> WHAT IS EXPECTED
Find and copy each line of the listing below that has the word "bool" in it.

> DATA UNDER STUDY

*** Block opens ***

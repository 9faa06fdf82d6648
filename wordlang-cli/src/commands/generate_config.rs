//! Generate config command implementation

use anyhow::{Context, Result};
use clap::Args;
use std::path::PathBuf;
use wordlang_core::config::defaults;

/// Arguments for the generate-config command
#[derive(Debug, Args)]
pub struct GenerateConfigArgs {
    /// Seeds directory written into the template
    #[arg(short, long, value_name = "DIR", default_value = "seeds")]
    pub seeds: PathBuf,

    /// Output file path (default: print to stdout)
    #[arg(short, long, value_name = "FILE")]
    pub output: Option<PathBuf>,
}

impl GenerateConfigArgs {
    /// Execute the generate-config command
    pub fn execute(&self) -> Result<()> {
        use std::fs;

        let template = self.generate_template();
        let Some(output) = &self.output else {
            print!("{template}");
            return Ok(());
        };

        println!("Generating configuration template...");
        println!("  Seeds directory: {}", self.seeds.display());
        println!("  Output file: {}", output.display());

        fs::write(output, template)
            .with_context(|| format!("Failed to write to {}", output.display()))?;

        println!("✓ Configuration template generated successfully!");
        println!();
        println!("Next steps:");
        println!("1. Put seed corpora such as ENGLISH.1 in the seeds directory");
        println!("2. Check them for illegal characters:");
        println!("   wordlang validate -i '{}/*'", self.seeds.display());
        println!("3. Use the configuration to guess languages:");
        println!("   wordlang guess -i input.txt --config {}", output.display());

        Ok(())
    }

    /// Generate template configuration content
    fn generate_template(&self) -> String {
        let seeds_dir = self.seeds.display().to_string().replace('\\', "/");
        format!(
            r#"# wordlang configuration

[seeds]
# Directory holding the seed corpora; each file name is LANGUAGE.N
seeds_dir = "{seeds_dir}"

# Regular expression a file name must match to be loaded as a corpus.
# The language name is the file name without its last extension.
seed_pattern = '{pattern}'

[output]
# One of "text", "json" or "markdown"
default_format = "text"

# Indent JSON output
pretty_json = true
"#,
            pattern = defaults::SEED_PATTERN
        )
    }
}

*** Block closes ***
*** Block opens ***

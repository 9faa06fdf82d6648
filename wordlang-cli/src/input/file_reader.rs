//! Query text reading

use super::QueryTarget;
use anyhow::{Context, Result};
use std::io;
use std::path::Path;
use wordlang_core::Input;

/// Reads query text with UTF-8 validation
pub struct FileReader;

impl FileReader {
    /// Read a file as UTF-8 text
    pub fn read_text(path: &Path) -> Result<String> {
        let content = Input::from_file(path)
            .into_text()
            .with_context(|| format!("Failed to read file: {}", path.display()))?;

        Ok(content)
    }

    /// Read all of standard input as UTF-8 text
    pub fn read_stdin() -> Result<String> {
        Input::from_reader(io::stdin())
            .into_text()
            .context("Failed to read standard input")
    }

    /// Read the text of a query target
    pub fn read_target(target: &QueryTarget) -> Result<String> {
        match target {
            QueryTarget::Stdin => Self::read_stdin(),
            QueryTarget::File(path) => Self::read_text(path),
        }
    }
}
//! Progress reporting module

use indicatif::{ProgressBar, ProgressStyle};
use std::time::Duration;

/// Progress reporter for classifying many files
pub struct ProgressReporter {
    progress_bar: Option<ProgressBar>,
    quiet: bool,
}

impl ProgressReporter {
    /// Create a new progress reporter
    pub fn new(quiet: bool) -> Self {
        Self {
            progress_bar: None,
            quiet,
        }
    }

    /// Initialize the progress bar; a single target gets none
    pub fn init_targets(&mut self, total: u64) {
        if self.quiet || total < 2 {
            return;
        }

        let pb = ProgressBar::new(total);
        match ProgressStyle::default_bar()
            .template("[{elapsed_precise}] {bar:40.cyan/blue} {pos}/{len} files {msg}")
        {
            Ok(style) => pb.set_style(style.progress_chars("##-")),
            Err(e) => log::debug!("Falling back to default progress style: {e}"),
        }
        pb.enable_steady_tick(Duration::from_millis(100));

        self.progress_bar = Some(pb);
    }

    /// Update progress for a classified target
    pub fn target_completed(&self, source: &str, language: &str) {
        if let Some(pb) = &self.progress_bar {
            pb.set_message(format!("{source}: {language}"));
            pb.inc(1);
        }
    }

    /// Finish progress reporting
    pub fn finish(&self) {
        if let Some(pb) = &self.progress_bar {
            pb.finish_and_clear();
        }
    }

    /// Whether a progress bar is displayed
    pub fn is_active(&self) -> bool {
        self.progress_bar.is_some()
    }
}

*** Block closes ***

> RESULT OF THE TASK
    quiet: bool,
    pub fn new(quiet: bool) -> Self {
    pub fn is_active(&self) -> bool {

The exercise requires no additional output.